20)        a business in which a majority owner has a financial or familial connection to a director, principal shareholder or leadership member of the Department or Department's partner under the program; or

 

21)        a business on the federal System for Award Management excluded parties list (https://sam/gov/content/exclusions).

 

d)         In addition to the exclusions listed in subsection (c), a business will be excluded from participating under this Program or required to return funds received if that business does not adequately address any of the following deficiencies within a reasonable time, not to exceed 30 days:

 

1)         Noncompliant with COVID-19 Prevention Directives;

 

2)         Delinquent on payment of any State of Illinois tax obligation;

 

3)         On the Illinois Stop Payment List or in default of any contractual obligation to the Department; or

 

4)         Does not meet any other eligibility criteria established in a financial assistance application, which for this point, must be completed prior to the closing of the application window or within 30 days, whichever comes first.

 

Section 691.80  Form of Financial Assistance

 

Financial Assistance under the Program may be in the form of a grant, subsidy, or expense reimbursement, to respond to the negative economic impacts of the COVID-19 public health emergency. Regardless of the assistance structure, a Program Participant shall be obligated to comply with requirements outlined in this Part and any accompanying agreements incorporated within an application for Financial Assistance.

 

Section 691.90  Financial Assistance Application Process

 

a)         Interested businesses shall apply to this Program, utilizing an electronic application, which the applicant will access by visiting the Department's website and clicking the appropriate hyperlink that will forward the applicant to the application portal administered by the Qualified Partner of the Department.  If the Department announces additional funding opportunities requiring an applicant to use a different application procedure, that information will be made available on its website.

 

b)         Applicants selected for an award shall be required to sign a certification agreement that attests to their eligibility for the Program and compliance with programmatic requirements for funding as described in this Part.

 

c)         To assist in determining whether an applicant is eligible and to ensure compliance with State and federal requirements, Qualified Partners will request the applicant to submit the following documentation with their application:

 

1)         Business Owner/Representative Valid Identification (Driver's License, State ID, Passport, or Matricular Consular Card); 

 

2)         2019 Federal Income Tax Return; 

 

3)         2020 Federal Income Tax Return; 

 

4)         Completed W-9 form;

 

5)         Most recent bank statement;

 

6)         One monthly business bank statement between April 1, 2020 and December 31, 2020 that reflects business expenses;

 

7)         Data Universal Numbering System (DUNS) number or other unique identifier requested by the Department and;

 

8)         Any other information or proof necessary to confirm the existence of the applicant and its eligibility to participate in the Program.

 

d)         Completed application materials must be signed by the applicant's authorized representative and received by the Department or the entity processing the application by the announced deadline for the submission of applications.

 

e)         If an applicant has been marked ineligible or not belonging to a priority grouping, the Qualified Partner will provide electronic notice of their ineligibility or priority status.  The notice will contain the reason for ineligibility or the priority change and a link to a decision appeal form.  The Qualified Partner's appeals team will review appeals by rereviewing the application, the appeal form, and any supporting documentation provided by the applicant.  Upon conclusion of this review, the Appeals team will provide a follow-up email to the business identifying a decision and supporting evidence for that decision.  The Qualified Partner will review appeals until funds are exhausted.  Providing program funding is still available, an applicant may request an appeal of the final decision issued by the Qualified Partner, by submitting electronic correspondence to the Qualified Partner or the Department requesting the Department to review the decision.
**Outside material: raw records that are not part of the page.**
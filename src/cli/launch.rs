//! Delegating to the training and chat scripts
//!
//! The scripts run in a child process that inherits this process's terminal
//! and environment. Its exit status is the only thing inspected.

use console::style;
use std::path::{Path, PathBuf};
use std::process::Command;

use super::utils::split_words;
use crate::error::CliError;

/// Where the delegated scripts live and what runs them.
#[derive(Debug, Clone, PartialEq, Eq)]
pub struct LaunchSettings {
    /// Launcher command for training scripts, e.g. `accelerate launch`.
    pub launcher: String,
    /// Interpreter for the chat script.
    pub interpreter: String,
    pub scripts_dir: PathBuf,
}

impl LaunchSettings {
    pub fn script_path(&self, name: &str) -> PathBuf {
        self.scripts_dir.join(format!("{name}.py"))
    }
}

/// `scripts/` next to the running executable, or `./scripts` when the
/// executable path is unknown.
pub fn default_scripts_dir() -> PathBuf {
    std::env::current_exe()
        .ok()
        .and_then(|exe| exe.parent().map(|dir| dir.join("scripts")))
        .unwrap_or_else(|| PathBuf::from("scripts"))
}

/// A fully built child process invocation.
#[derive(Debug, Clone, PartialEq, Eq)]
pub struct LaunchPlan {
    /// Command name used in failure messages.
    pub label: String,
    pub program: String,
    pub args: Vec<String>,
}

impl LaunchPlan {
    /// `<launcher...> <scripts_dir>/<name>.py <forwarded...>`
    pub fn training(
        settings: &LaunchSettings,
        name: &str,
        forwarded: &[String],
    ) -> Result<Self, CliError> {
        Self::build(name, &settings.launcher, &settings.script_path(name), forwarded)
    }

    /// `<interpreter> <scripts_dir>/chat.py <forwarded...>`
    pub fn chat(settings: &LaunchSettings, forwarded: &[String]) -> Result<Self, CliError> {
        Self::build("chat", &settings.interpreter, &settings.script_path("chat"), forwarded)
    }

    fn build(
        label: &str,
        runner: &str,
        script: &Path,
        forwarded: &[String],
    ) -> Result<Self, CliError> {
        let mut words = split_words(runner);
        if words.is_empty() {
            return Err(CliError::EmptyLauncher);
        }
        let program = words.remove(0);

        let mut args = words;
        args.push(script.to_string_lossy().into_owned());
        args.extend(forwarded.iter().cloned());

        Ok(Self { label: label.to_string(), program, args })
    }

    /// The command line as one string, for logs and error reports.
    pub fn display(&self) -> String {
        std::iter::once(self.program.as_str())
            .chain(self.args.iter().map(String::as_str))
            .collect::<Vec<_>>()
            .join(" ")
    }

    /// Run the child to completion. A non-zero exit is an error; the child's
    /// own diagnostics have already been printed by then.
    pub fn run(&self) -> Result<(), CliError> {
        tracing::info!("Running: {}", self.display());

        let status = Command::new(&self.program)
            .args(&self.args)
            .status()
            .map_err(|source| CliError::Spawn { program: self.program.clone(), source })?;

        if !status.success() {
            eprintln!(
                "{}",
                style(format!(
                    "TRL - {} failed! See the logs above for further details.",
                    self.label.to_uppercase()
                ))
                .red()
                .bold()
            );
            return Err(CliError::Failed { command: self.display(), status });
        }

        tracing::debug!("{} finished: {}", self.label, status);
        Ok(())
    }
}

#[cfg(test)]
mod tests {
    use super::*;
    use similar_asserts::assert_eq;

    fn settings() -> LaunchSettings {
        LaunchSettings {
            launcher: "accelerate launch --num_processes 2".to_string(),
            interpreter: "python3".to_string(),
            scripts_dir: PathBuf::from("/opt/trl/scripts"),
        }
    }

    fn strings(items: &[&str]) -> Vec<String> {
        items.iter().map(|s| s.to_string()).collect()
    }

    #[test]
    fn training_plan_forwards_arguments_verbatim() {
        let forwarded = strings(&["--config", "run.yaml", "--output_dir", "my dir"]);
        let plan = LaunchPlan::training(&settings(), "kto", &forwarded).expect("plan");

        assert_eq!(plan.program, "accelerate");
        assert_eq!(
            plan.args,
            strings(&[
                "launch",
                "--num_processes",
                "2",
                "/opt/trl/scripts/kto.py",
                "--config",
                "run.yaml",
                "--output_dir",
                "my dir",
            ])
        );
        assert_eq!(plan.label, "kto");
    }

    #[test]
    fn chat_plan_uses_interpreter() {
        let plan = LaunchPlan::chat(&settings(), &strings(&["--model_name_or_path", "gpt2"]))
            .expect("plan");
        assert_eq!(plan.display(), "python3 /opt/trl/scripts/chat.py --model_name_or_path gpt2");
    }

    #[test]
    fn empty_launcher_is_rejected() {
        let mut settings = settings();
        settings.launcher = "  ".to_string();
        let err = LaunchPlan::training(&settings, "sft", &[]).expect_err("empty");
        assert!(matches!(err, CliError::EmptyLauncher));
    }

    #[cfg(unix)]
    #[test]
    fn failing_child_is_reported() {
        let plan = LaunchPlan { label: "sft".to_string(), program: "false".to_string(), args: vec![] };
        let err = plan.run().expect_err("false exits non-zero");
        assert!(matches!(err, CliError::Failed { .. }));
        assert_eq!(err.to_string(), "TRL CLI failed! Check the logs above.");
    }

    #[test]
    fn missing_program_is_a_spawn_error() {
        let plan = LaunchPlan {
            label: "chat".to_string(),
            program: "trl-definitely-not-installed".to_string(),
            args: vec![],
        };
        assert!(matches!(plan.run(), Err(CliError::Spawn { .. })));
    }
}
The Department will review all documents provided to the Qualified Partner and may review other relevant information related to the appeal. Within 60 days of receipt of the request for appeal, the Department will conduct an investigation and provide a final determination to the appealing applicant. The rights outlined in this Part shall apply to applicants of the Program.

 

Section 691.100  Selection Process

 

a)         The Department or its Qualified Partners shall select awardees under the Program using a competitive scoring model.  Businesses will receive a higher score if they meet any of the following priority codes:

 

1)         Deemed a smaller business;

 

2)         Located with a DIA;

 

3)         Has yet to qualify for state or federal assistance; or

 

4)         Has been prioritized as a hard-hit industry (full list of priority industries on Department website).

 

b)         For eligible applicants selected, excluding hotels, the amount of financial assistance made available by the Department will be based upon one-sixth of the decline in revenue from the 2019 calendar year to the 2020 calendar year, as supported by relevant information provided by the applicant in their federal tax return filings. The award will be equal to one-sixth of the revenue decline experienced by the applicant between the 2019 and 2020 calendar year, rounded up to the nearest $5,000. Each eligible applicant may qualify for an award of financial assistance up to $150,000. Eligible applicants who applied on behalf of various entities owned by the applicant may receive an award for each business. However, the total amount of funding an eligible applicant that owns multiple eligible businesses may receive shall not exceed $300,000 in assistance.

 

c)         Hotels that annually earn gross receipts equal to or less than $35 million may qualify for an award of financial assistance up to $250,000.  All other requirements of subsection (b) apply to this provision.

 

Section 691.110  Allowable Expenditures

 

a)         ARPA permits program funding to be used to respond to the COVID-19 Public Health Emergency and its negative economic impacts.

 

b)         Allowable expenditures under ARPA include permitted expenses incurred on or after March 1, 2020, and up to December 31, 2024, providing obligations incurred by December 31, 2024, are expended by December 31, 2026.  Eligible expenses include supporting payroll and benefits costs, costs to retain employees, mortgage payments, rent or utility costs, and other operating costs.  Additionally, eligible expenses also include costs to implement COVID-19 Prevention or mitigation tactics, such as physical plant changes to enable social distancing, enhanced cleaning efforts, construction of barriers or partitions, and related expenses according to U.S. Department of the Treasury guidance and ARPA. 

 

c)         The Department will identify allowable expenditures under the Program and outline those permitted expenses on the Department's website. The Department will utilize ARPA and the applicable rules and guidelines furnished by the federal government to establish the State's guidelines regarding allowable uses. It will update this information as more federal guidelines become available.

 

d)         Expenditures that have been or will be reimbursed under other programs that utilize federal funds are not allowable under this program.

 

Section 691.120  Reporting Requirements

 

Each Program Participant and Qualified Partners shall submit all reports required pursuant to any project and expenditure reporting requirements identified by the Department of the Treasury in a format and at a time required by the Department. As this information becomes more readily available through federal rules and guidelines, the Department will include this information on its website and other available mediums.

 

Section 691.130  Recordkeeping Requirements

 

a)         Program participants shall maintain, for 5 years from the date the award was last expended or returned to the Qualified Partners, adequate books, financial records and supporting documents, statistical records, and all other records pertinent to awards made under this Program.  If any litigation, claim, or audit is started before the expiration of the retention period, the records must be retained until all litigation, claims, or audit exceptions involving the records have been resolved, and final action is taken.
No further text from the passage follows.